Yesterday I put up the video of an absolutely dreadful anti-scientific talk by woomeister Rupert Sheldrake, a talk that he gave it for TEDx Whitechapel. After I kvetched about it here, I sent an email complaint to Emily McManus, an editor at TED.com (her TED biography notes that she’s an atheist!), adding a link to my post on Sheldrake’s video. Last night Ms. McManus sent me this obliging email:

Hi Jerry,

Thanks for writing in, and for the link to your thoughtful blog post. I wanted to let you know we’ve been looking at this talk all day today, and my team is both analyzing it for content and pulling together a list of the specific issues with it. It’s good practice for us to prepare a comprehensive list like this — we learn a lot from engaging.

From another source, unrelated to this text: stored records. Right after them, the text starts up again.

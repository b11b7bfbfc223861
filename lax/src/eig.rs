//! Eigenvalue decomposition of a small dense (possibly upper-Hessenberg) matrix via `*geev`

use crate::{error::*, flags::JobEv, layout::MatrixLayout};
use cauchy::*;
use num_traits::Zero;

/// Wraps `*geev`. The input need not be a full dense matrix: `geev` is also a correct
/// (if not maximally efficient) way to decompose an already upper-Hessenberg matrix,
/// which is how the general Krylov engine uses it for the small `m x m` projected matrix.
pub trait Eig_: Scalar {
    /// Right eigenvalues and eigenvectors of `a`, which is consumed (overwritten) by the call.
    fn eig(
        calc_v: bool,
        l: MatrixLayout,
        a: &mut [Self],
    ) -> Result<(Vec<Self::Complex>, Vec<Self::Complex>)>;
}

macro_rules! impl_eig_complex {
    ($scalar:ty, $ev:path) => {
        impl Eig_ for $scalar {
            fn eig(
                calc_v: bool,
                l: MatrixLayout,
                a: &mut [Self],
            ) -> Result<(Vec<Self::Complex>, Vec<Self::Complex>)> {
                let (n, _) = l.size();
                let (jobvl, jobvr) = if calc_v {
                    match l {
                        MatrixLayout::C { .. } => (JobEv::Calc, JobEv::Not),
                        MatrixLayout::F { .. } => (JobEv::Not, JobEv::Calc),
                    }
                } else {
                    (JobEv::Not, JobEv::Not)
                };

                let mut eigs = vec![Self::zero(); n as usize];
                let mut rwork = vec![Self::Real::zero(); 2 * n as usize];
                let mut vl: Option<Vec<Self>> = jobvl.then(|| vec![Self::zero(); (n * n) as usize]);
                let mut vr: Option<Vec<Self>> = jobvr.then(|| vec![Self::zero(); (n * n) as usize]);

                let mut info = 0;
                let mut work_size = [Self::zero()];
                unsafe {
                    $ev(
                        jobvl.as_ptr(),
                        jobvr.as_ptr(),
                        &n,
                        a.as_mut_ptr(),
                        &n,
                        eigs.as_mut_ptr(),
                        vl.as_deref_mut().unwrap_or(&mut []).as_mut_ptr(),
                        &n,
                        vr.as_deref_mut().unwrap_or(&mut []).as_mut_ptr(),
                        &n,
                        work_size.as_mut_ptr(),
                        &(-1),
                        rwork.as_mut_ptr(),
                        &mut info,
                    )
                };
                info.as_lapack_result()?;

                let lwork = num_traits::ToPrimitive::to_usize(&work_size[0].re()).unwrap();
                let mut work = vec![Self::zero(); lwork];
                let lwork = lwork as i32;
                unsafe {
                    $ev(
                        jobvl.as_ptr(),
                        jobvr.as_ptr(),
                        &n,
                        a.as_mut_ptr(),
                        &n,
                        eigs.as_mut_ptr(),
                        vl.as_deref_mut().unwrap_or(&mut []).as_mut_ptr(),
                        &n,
                        vr.as_deref_mut().unwrap_or(&mut []).as_mut_ptr(),
                        &n,
                        work.as_mut_ptr(),
                        &lwork,
                        rwork.as_mut_ptr(),
                        &mut info,
                    )
                };
                info.as_lapack_result()?;

                // Left eigenvectors are conjugated to recover right eigenvectors of the
                // row-major input, as ndarray-linalg's `eig.rs` documents for `C`-layout `a`.
                if jobvl.is_calc() {
                    for c in vl.as_mut().unwrap().iter_mut() {
                        *c = Self::complex(c.re(), -c.im());
                    }
                }

                Ok((eigs, vr.or(vl).unwrap_or_default()))
            }
        }
    };
}

impl_eig_complex!(c64, lapack_sys::zgeev_);
impl_eig_complex!(c32, lapack_sys::cgeev_);

macro_rules! impl_eig_real {
    ($scalar:ty, $ev:path) => {
        impl Eig_ for $scalar {
            fn eig(
                calc_v: bool,
                l: MatrixLayout,
                a: &mut [Self],
            ) -> Result<(Vec<Self::Complex>, Vec<Self::Complex>)> {
                let (n, _) = l.size();
                let (jobvl, jobvr) = if calc_v {
                    match l {
                        MatrixLayout::C { .. } => (JobEv::Calc, JobEv::Not),
                        MatrixLayout::F { .. } => (JobEv::Not, JobEv::Calc),
                    }
                } else {
                    (JobEv::Not, JobEv::Not)
                };

                let mut eig_re = vec![Self::zero(); n as usize];
                let mut eig_im = vec![Self::zero(); n as usize];
                let mut vl: Option<Vec<Self>> = jobvl.then(|| vec![Self::zero(); (n * n) as usize]);
                let mut vr: Option<Vec<Self>> = jobvr.then(|| vec![Self::zero(); (n * n) as usize]);

                let mut info = 0;
                let mut work_size: [Self; 1] = [Self::zero()];
                unsafe {
                    $ev(
                        jobvl.as_ptr(),
                        jobvr.as_ptr(),
                        &n,
                        a.as_mut_ptr(),
                        &n,
                        eig_re.as_mut_ptr(),
                        eig_im.as_mut_ptr(),
                        vl.as_deref_mut().unwrap_or(&mut []).as_mut_ptr(),
                        &n,
                        vr.as_deref_mut().unwrap_or(&mut []).as_mut_ptr(),
                        &n,
                        work_size.as_mut_ptr(),
                        &(-1),
                        &mut info,
                    )
                };
                info.as_lapack_result()?;

                let lwork = num_traits::ToPrimitive::to_usize(&work_size[0]).unwrap();
                let mut work = vec![Self::zero(); lwork];
                let lwork = lwork as i32;
                unsafe {
                    $ev(
                        jobvl.as_ptr(),
                        jobvr.as_ptr(),
                        &n,
                        a.as_mut_ptr(),
                        &n,
                        eig_re.as_mut_ptr(),
                        eig_im.as_mut_ptr(),
                        vl.as_deref_mut().unwrap_or(&mut []).as_mut_ptr(),
                        &n,
                        vr.as_deref_mut().unwrap_or(&mut []).as_mut_ptr(),
                        &n,
                        work.as_mut_ptr(),
                        &lwork,
                        &mut info,
                    )
                };
                info.as_lapack_result()?;

                let eigs: Vec<Self::Complex> = eig_re
                    .iter()
                    .zip(eig_im.iter())
                    .map(|(&re, &im)| Self::complex(re, im))
                    .collect();

                if !calc_v {
                    return Ok((eigs, Vec::new()));
                }

                // Reconstruct complex eigenvectors from LAPACK's packed real/imaginary
                // column-pair convention (see *geev documentation for VR).
                let n = n as usize;
                let v = vr.or(vl.clone()).unwrap();
                let mut eigvecs = vec![Self::complex(Self::zero(), Self::zero()); n * n];
                let mut col = 0;
                while col < n {
                    if eig_im[col].is_zero() {
                        for row in 0..n {
                            eigvecs[row + col * n] = Self::complex(v[row + col * n], Self::zero());
                        }
                        col += 1;
                    } else {
                        assert!(col + 1 < n);
                        for row in 0..n {
                            let re = v[row + col * n];
                            let mut im = v[row + (col + 1) * n];
                            if jobvl.is_calc() {
                                im = -im;
                            }
                            eigvecs[row + col * n] = Self::complex(re, im);
                            eigvecs[row + (col + 1) * n] = Self::complex(re, -im);
                        }
                        col += 2;
                    }
                }

                Ok((eigs, eigvecs))
            }
        }
    };
}

impl_eig_real!(f64, lapack_sys::dgeev_);
impl_eig_real!(f32, lapack_sys::sgeev_);

#[cfg(test)]
mod tests {
    use super::*;

    #[test]
    fn diagonal_real_eig() {
        // diag(1, 2, 3) stored column-major
        let mut a = vec![1.0_f64, 0.0, 0.0, 0.0, 2.0, 0.0, 0.0, 0.0, 3.0];
        let l = MatrixLayout::square_col_major(3);
        let (eigs, _v) = f64::eig(false, l, &mut a).unwrap();
        let mut re: Vec<f64> = eigs.iter().map(|c| c.re).collect();
        re.sort_by(|a, b| a.partial_cmp(b).unwrap());
        assert!((re[0] - 1.0).abs() < 1e-10);
        assert!((re[1] - 2.0).abs() < 1e-10);
        assert!((re[2] - 3.0).abs() < 1e-10);
    }
}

We will concurrently open a public discussion of the talk on our TED forum tonight. I’ll send you that discussion link when it’s up.

While TED does not vet speakers for independent TEDx events, we do hold the TEDx licensee to the standards outlined in Lara’s and my letter, and take it seriously when viewers suggest the guidelines have not been met. We also take seriously the act of removing a TEDx talk from the archive; this is why we’re thoughtful and deliberate in our analysis.

I appreciate your thoughtful blog post and comments. Please know that you have been heard.

Best,
Emily McManus
Editor, TED.com

And, sure enough, she wrote me this morning noting that they had started a comment site for Sheldrake’s talk. If you go there, you can leave a comment with your reaction to what you saw.  I’ve already commented, and I urge readers to express their opinions about what Sheldrake said, or about the scientific quality of TED and TEDx talks. This is your chance to make a difference, and to promote quality science and good science communication. Leave any comments at the link above (note: you have to register, but it’s dead easy and you can opt out of TED emails).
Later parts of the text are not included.